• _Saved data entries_
★ ★ ★ ★

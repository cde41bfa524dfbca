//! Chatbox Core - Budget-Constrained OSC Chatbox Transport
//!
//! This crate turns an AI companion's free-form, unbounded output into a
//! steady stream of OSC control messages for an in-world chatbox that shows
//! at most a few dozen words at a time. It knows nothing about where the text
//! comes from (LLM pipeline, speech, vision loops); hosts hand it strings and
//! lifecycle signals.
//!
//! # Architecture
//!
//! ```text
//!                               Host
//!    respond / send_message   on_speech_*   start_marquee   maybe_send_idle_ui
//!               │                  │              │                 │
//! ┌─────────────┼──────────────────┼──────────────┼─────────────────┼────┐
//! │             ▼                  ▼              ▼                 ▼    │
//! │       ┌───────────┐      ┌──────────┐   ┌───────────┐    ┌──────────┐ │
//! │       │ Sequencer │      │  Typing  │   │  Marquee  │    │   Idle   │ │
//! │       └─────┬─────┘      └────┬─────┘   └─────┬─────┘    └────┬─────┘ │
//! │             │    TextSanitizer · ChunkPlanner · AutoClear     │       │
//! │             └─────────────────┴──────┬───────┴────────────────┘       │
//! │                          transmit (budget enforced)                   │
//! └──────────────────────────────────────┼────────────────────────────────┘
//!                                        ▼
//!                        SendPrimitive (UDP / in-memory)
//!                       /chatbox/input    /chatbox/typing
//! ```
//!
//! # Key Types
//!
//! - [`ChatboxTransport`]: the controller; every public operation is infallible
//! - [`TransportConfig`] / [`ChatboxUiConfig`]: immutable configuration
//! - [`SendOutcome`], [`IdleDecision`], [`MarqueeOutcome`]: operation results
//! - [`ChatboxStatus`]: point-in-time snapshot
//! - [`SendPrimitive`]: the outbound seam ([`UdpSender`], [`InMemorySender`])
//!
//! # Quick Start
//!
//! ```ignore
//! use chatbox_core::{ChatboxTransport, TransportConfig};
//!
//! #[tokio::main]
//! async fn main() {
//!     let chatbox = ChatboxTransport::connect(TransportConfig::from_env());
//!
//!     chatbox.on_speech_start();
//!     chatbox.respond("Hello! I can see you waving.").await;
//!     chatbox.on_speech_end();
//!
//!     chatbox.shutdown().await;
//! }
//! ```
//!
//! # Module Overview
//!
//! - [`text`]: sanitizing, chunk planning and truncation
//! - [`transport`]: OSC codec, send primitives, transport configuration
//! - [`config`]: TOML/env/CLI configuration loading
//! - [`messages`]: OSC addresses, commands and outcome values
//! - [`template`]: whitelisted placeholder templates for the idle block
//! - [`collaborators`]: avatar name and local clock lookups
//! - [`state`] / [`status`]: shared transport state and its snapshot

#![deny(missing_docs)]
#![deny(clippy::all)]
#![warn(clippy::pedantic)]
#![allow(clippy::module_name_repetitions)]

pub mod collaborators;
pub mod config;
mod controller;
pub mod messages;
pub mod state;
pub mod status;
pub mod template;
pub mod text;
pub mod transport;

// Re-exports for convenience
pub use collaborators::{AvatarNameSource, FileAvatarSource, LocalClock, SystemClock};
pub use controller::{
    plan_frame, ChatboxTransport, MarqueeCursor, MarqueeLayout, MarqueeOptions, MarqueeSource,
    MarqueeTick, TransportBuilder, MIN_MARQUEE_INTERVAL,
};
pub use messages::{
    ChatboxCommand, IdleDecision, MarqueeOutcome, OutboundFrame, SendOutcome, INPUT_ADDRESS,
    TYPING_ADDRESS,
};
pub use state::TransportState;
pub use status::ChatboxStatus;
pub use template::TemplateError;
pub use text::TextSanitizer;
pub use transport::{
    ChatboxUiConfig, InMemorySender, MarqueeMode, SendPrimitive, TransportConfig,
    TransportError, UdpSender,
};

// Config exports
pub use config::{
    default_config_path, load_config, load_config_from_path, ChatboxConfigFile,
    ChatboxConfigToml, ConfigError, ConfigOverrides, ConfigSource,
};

★ ★ ★ ★

• _WHAT YOU SHOULD DO_
This exercise needs each record retyped exactly as shown.

• _RESPONSE AREA_
repository cde41bfa524dfbca
//! Chatbox Core - Budget-Constrained OSC Chatbox Transport
//!
//! This crate turns an AI companion's free-form, unbounded output into a
//! steady stream of OSC control messages for an in-world chatbox that shows
//! at most a few dozen words at a time. It knows nothing about where the text
//! comes from (LLM pipeline, speech, vision loops); hosts hand it strings and
//! lifecycle signals.
//!
//! # Architecture
//!
//! ```text
//!                               Host
//!    respond / send_message   on_speech_*   start_marquee   maybe_send_idle_ui
//!               │                  │              │                 │
//! ┌─────────────┼──────────────────┼──────────────┼─────────────────┼────┐
//! │             ▼                  ▼              ▼                 ▼    │
//! │       ┌───────────┐      ┌──────────┐   ┌───────────┐    ┌──────────┐ │
//! │       │ Sequencer │      │  Typing  │   │  Marquee  │    │   Idle   │ │
//! │       └─────┬─────┘      └────┬─────┘   └─────┬─────┘    └────┬─────┘ │
//! │             │    TextSanitizer · ChunkPlanner · AutoClear     │       │
//! │             └─────────────────┴──────┬───────┴────────────────┘       │
//! │                          transmit (budget enforced)                   │
//! └──────────────────────────────────────┼────────────────────────────────┘
//!                                        ▼
//!                        SendPrimitive (UDP / in-memory)
//!                       /chatbox/input    /chatbox/typing
//! ```
//!
//! # Key Types
//!
//! - [`ChatboxTransport`]: the controller; every public operation is infallible
//! - [`TransportConfig`] / [`ChatboxUiConfig`]: immutable configuration
//! - [`SendOutcome`], [`IdleDecision`], [`MarqueeOutcome`]: operation results
//! - [`ChatboxStatus`]: point-in-time snapshot
//! - [`SendPrimitive`]: the outbound seam ([`UdpSender`], [`InMemorySender`])
//!
//! # Quick Start
//!
//! ```ignore
//! use chatbox_core::{ChatboxTransport, TransportConfig};
//!
//! #[tokio::main]
//! async fn main() {
//!     let chatbox = ChatboxTransport::connect(TransportConfig::from_env());
//!
//!     chatbox.on_speech_start();
//!     chatbox.respond("Hello! I can see you waving.").await;
//!     chatbox.on_speech_end();
//!
//!     chatbox.shutdown().await;
//! }
//! ```
//!
//! # Module Overview
//!
//! - [`text`]: sanitizing, chunk planning and truncation
//! - [`transport`]: OSC codec, send primitives, transport configuration
//! - [`config`]: TOML/env/CLI configuration loading
//! - [`messages`]: OSC addresses, commands and outcome values
//! - [`template`]: whitelisted placeholder templates for the idle block
//! - [`collaborators`]: avatar name and local clock lookups
//! - [`state`] / [`status`]: shared transport state and its snapshot

#![deny(missing_docs)]
#![deny(clippy::all)]
#![warn(clippy::pedantic)]
#![allow(clippy::module_name_repetitions)]

pub mod collaborators;
pub mod config;
mod controller;
pub mod messages;
pub mod state;
pub mod status;
pub mod template;
pub mod text;
pub mod transport;

// Re-exports for convenience
pub use collaborators::{AvatarNameSource, FileAvatarSource, LocalClock, SystemClock};
pub use controller::{
    plan_frame, ChatboxTransport, MarqueeCursor, MarqueeLayout, MarqueeOptions, MarqueeSource,
    MarqueeTick, TransportBuilder, MIN_MARQUEE_INTERVAL,
};
pub use messages::{
    ChatboxCommand, IdleDecision, MarqueeOutcome, OutboundFrame, SendOutcome, INPUT_ADDRESS,
    TYPING_ADDRESS,
};
pub use state::TransportState;
pub use status::ChatboxStatus;
pub use template::TemplateError;
pub use text::TextSanitizer;
pub use transport::{
    ChatboxUiConfig, InMemorySender, MarqueeMode, SendPrimitive, TransportConfig,
    TransportError, UdpSender,
};

// Config exports
pub use config::{
    default_config_path, load_config, load_config_from_path, ChatboxConfigFile,
    ChatboxConfigToml, ConfigError, ConfigOverrides, ConfigSource,
};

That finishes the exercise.